On the macro front Friday, January’s import prices slumped for the seventh consecutive month, declining to 0.2%, as lower fuel prices more than offset higher nonfuel prices, the Labor Department said Friday.
Federal Reserve Bank of Richmond President Thomas Barkin continued a more hawkish tone from officials, saying the labor market remains “quite hot” and the “risk of doing too much outweighs the risk of doing too little.” Federal Reserve Governor Michelle Bowman added more to that sentiment by signaling that central bank will need to continue raising interest rates until inflation reaches its 2% goal.
Data out Thursday showed supplier prices rose at a monthly increase of 0.7%, hotter than the 0.4% expected by economists. Coupled with a hot consumer price reading for the month, recent data has driven worries that the central bank will maintain its hawkish stance, drive interest rates higher, and keep them there longer.
That narrative got a boost following two other Fed officials’ commentary on Thursday suggesting larger rate hikes this month amid sticky inflation.
“On the back of those comments, investors moved to price in a growing probability that the Fed might choose to move by more than 25bps at the next meeting in March,” Jim Reid and colleagues at Deutsche Bank wrote in an early morning note Friday morning.
Economists at Bank of America are forecasting a quarter-percentage point interest rate hike in March and May, and then a pause.
“Resurgent inflation and solid employment gains mean the risks to this outlook are too one-sided for our liking,” wrote the team at Bank of America. “March and May hikes appear very likely, and the Fed might have to hike further if inflation, job growth, and consumer demand refuse to soften.”
Meanwhile, there’s a new coined debate to the “hard” or “soft” landing scenario among investors — the “no landing” outcome. The scenario would result in the economy growing, while inflation refuses to be tamed. Either narrative would likely lead to a “landing” eventually, Yahoo Finance’s Alexandra Semenova reports.
In single stock moves, shares of DraftKings (DKNG) jumped 15% at the open, the highest since August after the online sports betting company reported fourth-quarter revenue of $855.1 million, above analysts expectations of $798.6 million. Active monthly payers climbed 31% to 2.6 million, higher than the 2.5 million forecasted.
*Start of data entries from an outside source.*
use axum::http::{header, HeaderValue, Method};
use axum::Router;
use std::net::SocketAddr;
use tower_http::{cors::CorsLayer, trace::TraceLayer};

use crate::auth;
use crate::config::AppConfig;
use crate::state::AppState;

pub fn build_app(state: AppState) -> Router {
    // Frontend dev servers. Credentials rule out a wildcard origin.
    let cors = CorsLayer::new()
        .allow_origin([
            HeaderValue::from_static("http://localhost:3000"),
            HeaderValue::from_static("http://localhost:5173"),
        ])
        .allow_methods([Method::GET, Method::POST])
        .allow_headers([header::CONTENT_TYPE])
        .allow_credentials(true);

    Router::new()
        .nest("/api", auth::router())
        .with_state(state)
        .layer(cors)
        .layer(
            TraceLayer::new_for_http()
                .make_span_with(|req: &axum::http::Request<_>| {
                    let method = req.method().clone();
                    let uri = req.uri().clone();
                    tracing::info_span!(
                        "http_request",
                        %method,
                        uri = %uri,
                        status = tracing::field::Empty
                    )
                })
                .on_response(
                    |res: &axum::http::Response<_>,
                     _latency: std::time::Duration,
                     span: &tracing::Span| {
                        let status = res.status();
                        span.record("status", tracing::field::display(status));
                        if status.is_server_error() {
                            tracing::error!(%status, "response");
                        } else {
                            tracing::info!(%status, "response");
                        }
                    },
                ),
        )
}

pub async fn serve(app: Router, config: &AppConfig) -> anyhow::Result<()> {
    let addr: SocketAddr = format!("{}:{}", config.host, config.port).parse()?;

    tracing::info!("listening on {}", addr);
    let listener = tokio::net::TcpListener::bind(addr).await?;
    axum::serve(listener, app).await?;
    Ok(())
}
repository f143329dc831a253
//! In-memory credential store used by tests and local development.

use std::collections::HashMap;
use std::sync::Mutex;

use async_trait::async_trait;
use time::OffsetDateTime;
use uuid::Uuid;

use super::{Account, CredentialStore, NewAccount, StoreError};

/// Mutex-guarded account table with email and phone indexes.
///
/// `save` checks and inserts under a single lock acquisition, which is what
/// resolves racing saves to one winner. The lock is never held across an
/// `.await`.
#[derive(Default)]
pub struct MemoryStore {
    inner: Mutex<Tables>,
}

#[derive(Default)]
struct Tables {
    accounts: HashMap<Uuid, Account>,
    by_email: HashMap<String, Uuid>,
    by_phone: HashMap<String, Uuid>,
}

impl MemoryStore {
    pub fn new() -> Self {
        Self::default()
    }
}

#[async_trait]
impl CredentialStore for MemoryStore {
    async fn find_by_email(&self, email: &str) -> Result<Option<Account>, StoreError> {
        let tables = self.inner.lock().expect("account table mutex poisoned");
        Ok(tables
            .by_email
            .get(email)
            .and_then(|id| tables.accounts.get(id))
            .cloned())
    }

    async fn exists_by_email(&self, email: &str) -> Result<bool, StoreError> {
        let tables = self.inner.lock().expect("account table mutex poisoned");
        Ok(tables.by_email.contains_key(email))
    }

    async fn exists_by_phone_number(&self, phone: &str) -> Result<bool, StoreError> {
        let tables = self.inner.lock().expect("account table mutex poisoned");
        Ok(tables.by_phone.contains_key(phone))
    }

    async fn save(&self, account: NewAccount) -> Result<Account, StoreError> {
        let mut tables = self.inner.lock().expect("account table mutex poisoned");

        if tables.by_email.contains_key(&account.email) {
            return Err(StoreError::DuplicateEmail);
        }
        if let Some(phone) = &account.phone_number {
            if tables.by_phone.contains_key(phone) {
                return Err(StoreError::DuplicatePhone);
            }
        }

        let stored = Account {
            id: Uuid::new_v4(),
            email: account.email,
            password_hash: account.password_hash,
            first_name: account.first_name,
            last_name: account.last_name,
            phone_number: account.phone_number,
            is_active: account.is_active,
            created_at: OffsetDateTime::now_utc(),
        };

        tables.by_email.insert(stored.email.clone(), stored.id);
        if let Some(phone) = &stored.phone_number {
            tables.by_phone.insert(phone.clone(), stored.id);
        }
        tables.accounts.insert(stored.id, stored.clone());

        Ok(stored)
    }
}

#[cfg(test)]
mod tests {
    use std::sync::Arc;

    use super::*;

    fn new_account(email: &str, phone: Option<&str>) -> NewAccount {
        NewAccount {
            email: email.to_string(),
            password_hash: "$argon2id$fake".to_string(),
            first_name: "Priya".to_string(),
            last_name: "Menon".to_string(),
            phone_number: phone.map(str::to_string),
            is_active: true,
        }
    }

    #[tokio::test]
    async fn save_then_find_by_email() {
        let store = MemoryStore::new();
        let stored = store
            .save(new_account("priya@example.com", Some("9876543210")))
            .await
            .unwrap();

        let found = store.find_by_email("priya@example.com").await.unwrap().unwrap();
        assert_eq!(found.id, stored.id);
        assert_eq!(found.email, "priya@example.com");
        assert!(found.is_active);

        assert!(store.find_by_email("nobody@example.com").await.unwrap().is_none());
    }

    #[tokio::test]
    async fn exists_checks_match_saved_keys() {
        let store = MemoryStore::new();
        store
            .save(new_account("priya@example.com", Some("9876543210")))
            .await
            .unwrap();

        assert!(store.exists_by_email("priya@example.com").await.unwrap());
        assert!(!store.exists_by_email("other@example.com").await.unwrap());
        assert!(store.exists_by_phone_number("9876543210").await.unwrap());
        assert!(!store.exists_by_phone_number("0000000000").await.unwrap());
    }

    #[tokio::test]
    async fn duplicate_email_is_rejected() {
        let store = MemoryStore::new();
        store.save(new_account("priya@example.com", None)).await.unwrap();

        let err = store
            .save(new_account("priya@example.com", Some("9876543210")))
            .await
            .unwrap_err();
        assert!(matches!(err, StoreError::DuplicateEmail));
    }

    #[tokio::test]
    async fn duplicate_phone_is_rejected() {
        let store = MemoryStore::new();
        store
            .save(new_account("priya@example.com", Some("9876543210")))
            .await
            .unwrap();

        let err = store
            .save(new_account("arjun@example.com", Some("9876543210")))
            .await
            .unwrap_err();
        assert!(matches!(err, StoreError::DuplicatePhone));
    }

    #[tokio::test]
    async fn missing_phone_numbers_never_collide() {
        let store = MemoryStore::new();
        store.save(new_account("priya@example.com", None)).await.unwrap();
        store.save(new_account("arjun@example.com", None)).await.unwrap();

        assert!(store.exists_by_email("priya@example.com").await.unwrap());
        assert!(store.exists_by_email("arjun@example.com").await.unwrap());
    }

    #[tokio::test(flavor = "multi_thread")]
    async fn concurrent_saves_on_one_email_have_one_winner() {
        let store = Arc::new(MemoryStore::new());

        let mut handles = Vec::new();
        for _ in 0..16 {
            let store = store.clone();
            handles.push(tokio::spawn(async move {
                store.save(new_account("race@example.com", None)).await
            }));
        }

        let mut wins = 0;
        for handle in handles {
            match handle.await.unwrap() {
                Ok(_) => wins += 1,
                Err(err) => assert!(matches!(err, StoreError::DuplicateEmail)),
            }
        }
        assert_eq!(wins, 1);
    }
}
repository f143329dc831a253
#[derive(Debug, Clone)]
pub struct AppConfig {
    pub database_url: String,
    pub host: String,
    pub port: u16,
}

impl AppConfig {
    pub fn from_env() -> anyhow::Result<Self> {
        let database_url = std::env::var("DATABASE_URL")?;
        let host = std::env::var("APP_HOST").unwrap_or_else(|_| "0.0.0.0".into());
        let port = std::env::var("APP_PORT")
            .ok()
            .and_then(|v| v.parse::<u16>().ok())
            .unwrap_or(8080);
        Ok(Self {
            database_url,
            host,
            port,
        })
    }
}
Applied Materials (AMAT) stock rose after the semiconductor equipment vendor topped Wall Street’s expectations for the current period and its fiscal first quarter.
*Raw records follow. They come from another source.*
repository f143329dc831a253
pub mod app;
pub mod auth;
pub mod config;
pub mod state;
pub mod store;
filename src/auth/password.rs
use argon2::{
    password_hash::{rand_core::OsRng, PasswordHash, PasswordHasher, PasswordVerifier, SaltString},
    Argon2,
};

/// Hash a plaintext password with a fresh random salt.
pub fn hash_password(plain: &str) -> anyhow::Result<String> {
    let salt = SaltString::generate(&mut OsRng);
    let hash = Argon2::default()
        .hash_password(plain.as_bytes(), &salt)
        .map_err(|e| anyhow::anyhow!("argon2 hash_password error: {e}"))?
        .to_string();
    Ok(hash)
}

/// Check a plaintext password against a stored PHC hash.
///
/// A mismatch is `Ok(false)`. A malformed stored hash or any other argon2
/// failure is an error, not a mismatch.
pub fn verify_password(plain: &str, hash: &str) -> anyhow::Result<bool> {
    let parsed = PasswordHash::new(hash)
        .map_err(|e| anyhow::anyhow!("stored password hash is malformed: {e}"))?;
    match Argon2::default().verify_password(plain.as_bytes(), &parsed) {
        Ok(()) => Ok(true),
        Err(argon2::password_hash::Error::Password) => Ok(false),
        Err(e) => Err(anyhow::anyhow!("argon2 verify_password error: {e}")),
    }
}

#[cfg(test)]
mod tests {
    use super::*;

    #[test]
    fn hash_and_verify_roundtrip() {
        let password = "Secur3P@ssw0rd!";
        let hash = hash_password(password).expect("hashing should succeed");
        assert!(verify_password(password, &hash).expect("verify should succeed"));
    }

    #[test]
    fn verify_rejects_wrong_password() {
        let password = "correct-horse-battery-staple";
        let hash = hash_password(password).expect("hashing should succeed");
        assert!(!verify_password("wrong-password", &hash).expect("verify should not error"));
    }

    #[test]
    fn verify_errors_on_malformed_hash() {
        let err = verify_password("anything", "not-a-valid-hash").unwrap_err();
        assert!(err.to_string().contains("malformed"));
    }

    #[test]
    fn same_password_hashes_to_different_strings() {
        let first = hash_password("repeatable").expect("hashing should succeed");
        let second = hash_password("repeatable").expect("hashing should succeed");
        assert_ne!(first, second);
        assert!(verify_password("repeatable", &first).expect("verify should succeed"));
        assert!(verify_password("repeatable", &second).expect("verify should succeed"));
    }
}
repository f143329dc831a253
use std::sync::Arc;

use crate::auth::dto::{AuthOutcome, LoginRequest, SignupRequest};
use crate::auth::error::{AuthError, AuthRejection};
use crate::auth::{password, token};
use crate::store::{CredentialStore, NewAccount, StoreError};

/// Single-shot authentication decisions over an injected credential store.
///
/// Business denials come back as failed `AuthOutcome`s with their fixed
/// messages; only unexpected store or hashing failures surface as `Err`.
/// Nothing here retries and nothing here logs.
#[derive(Clone)]
pub struct Authenticator {
    store: Arc<dyn CredentialStore>,
}

impl Authenticator {
    pub fn new(store: Arc<dyn CredentialStore>) -> Self {
        Self { store }
    }

    /// Verify credentials and issue a session token.
    ///
    /// Check order is fixed: unknown email, then password, then account
    /// state. An inactive account with a wrong password reports the wrong
    /// password.
    pub async fn login(&self, request: LoginRequest) -> Result<AuthOutcome, AuthError> {
        let Some(account) = self.store.find_by_email(&request.email).await? else {
            return Ok(AuthOutcome::denied(AuthRejection::UnknownEmail));
        };

        let ok = password::verify_password(&request.password, &account.password_hash)
            .map_err(AuthError::Hash)?;
        if !ok {
            return Ok(AuthOutcome::denied(AuthRejection::WrongPassword));
        }

        if !account.is_active {
            return Ok(AuthOutcome::denied(AuthRejection::InactiveAccount));
        }

        let session = token::issue();
        Ok(AuthOutcome::granted("Login successful", account.into(), session))
    }

    /// Register a new account, activate it, and issue a session token.
    ///
    /// Email uniqueness is checked before phone uniqueness. The save can
    /// still lose a race after both pre-checks pass; the store reports which
    /// key collided and the denial is the same one the pre-check would have
    /// given.
    pub async fn signup(&self, request: SignupRequest) -> Result<AuthOutcome, AuthError> {
        if self.store.exists_by_email(&request.email).await? {
            return Ok(AuthOutcome::denied(AuthRejection::EmailTaken));
        }

        if let Some(phone) = &request.phone_number {
            if self.store.exists_by_phone_number(phone).await? {
                return Ok(AuthOutcome::denied(AuthRejection::PhoneTaken));
            }
        }

        let password_hash = password::hash_password(&request.password).map_err(AuthError::Hash)?;
        let account = NewAccount {
            email: request.email,
            password_hash,
            first_name: request.first_name,
            last_name: request.last_name,
            phone_number: request.phone_number,
            is_active: true,
        };

        let stored = match self.store.save(account).await {
            Ok(stored) => stored,
            Err(StoreError::DuplicateEmail) => {
                return Ok(AuthOutcome::denied(AuthRejection::EmailTaken));
            }
            Err(StoreError::DuplicatePhone) => {
                return Ok(AuthOutcome::denied(AuthRejection::PhoneTaken));
            }
            Err(err) => return Err(err.into()),
        };

        let session = token::issue();
        Ok(AuthOutcome::granted("Signup successful", stored.into(), session))
    }
}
Intuitive Machines (LUNR) shares traded lower Friday as the company closed its SPAC merger with Inflection Point Acquisition this week. The company aims to be the first American private venture to touch down on the moon.
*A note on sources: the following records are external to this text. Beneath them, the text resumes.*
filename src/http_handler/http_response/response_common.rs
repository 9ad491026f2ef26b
//! Helpers for draining the body of a response returned by `FluentRequest::run`.
//!
//! None of these look at the status code; a 404 body is read like any other.

use crate::http_handler::http_request::request_common::RequestError;
use futures::StreamExt;

/// Reads the whole response body chunk by chunk.
///
/// # Errors
/// Returns a `TransportError` if the connection fails while the body is streamed.
pub async fn collect_body(response: reqwest::Response) -> Result<Vec<u8>, RequestError> {
    let mut collected: Vec<u8> = Vec::new();
    let mut stream = response.bytes_stream();
    while let Some(chunk) = stream.next().await {
        collected.extend_from_slice(&chunk?[..]);
    }
    Ok(collected)
}

/// Reads the whole response body as text, replacing invalid UTF-8 sequences.
///
/// # Errors
/// See [`collect_body`].
pub async fn read_text(response: reqwest::Response) -> Result<String, RequestError> {
    let bytes = collect_body(response).await?;
    Ok(String::from_utf8_lossy(&bytes).into_owned())
}

/// Reads the whole response body and deserializes it from JSON.
///
/// # Errors
/// Returns a `TransportError` if reading fails or the body is not valid JSON for `T`.
pub async fn read_json<T>(response: reqwest::Response) -> Result<T, RequestError>
where T: serde::de::DeserializeOwned {
    Ok(response.json::<T>().await?)
}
DoorDash (DASH) shares climbed after the company reported a 40% revenue jump to $1.8 billion compared to the prior year. Total orders also came in higher at 467 million, a 27% increase from the previous year. The delivery service company also announced a stock buyback program and projected an upbeat guidance for the current quarter.
Shares of Moderna (MRNA) sank Friday morning after the company’s flu vaccine study failed to reach one its goals.
Finally, Deere & Company (DE) climbed after the agricultural machinery giant beat expectations, with $11.4 billion in equipment sales, and earnings of $6.55 a share. The company is also projecting their net income of 2023 to be between $8.75 billion and $9.25 billion.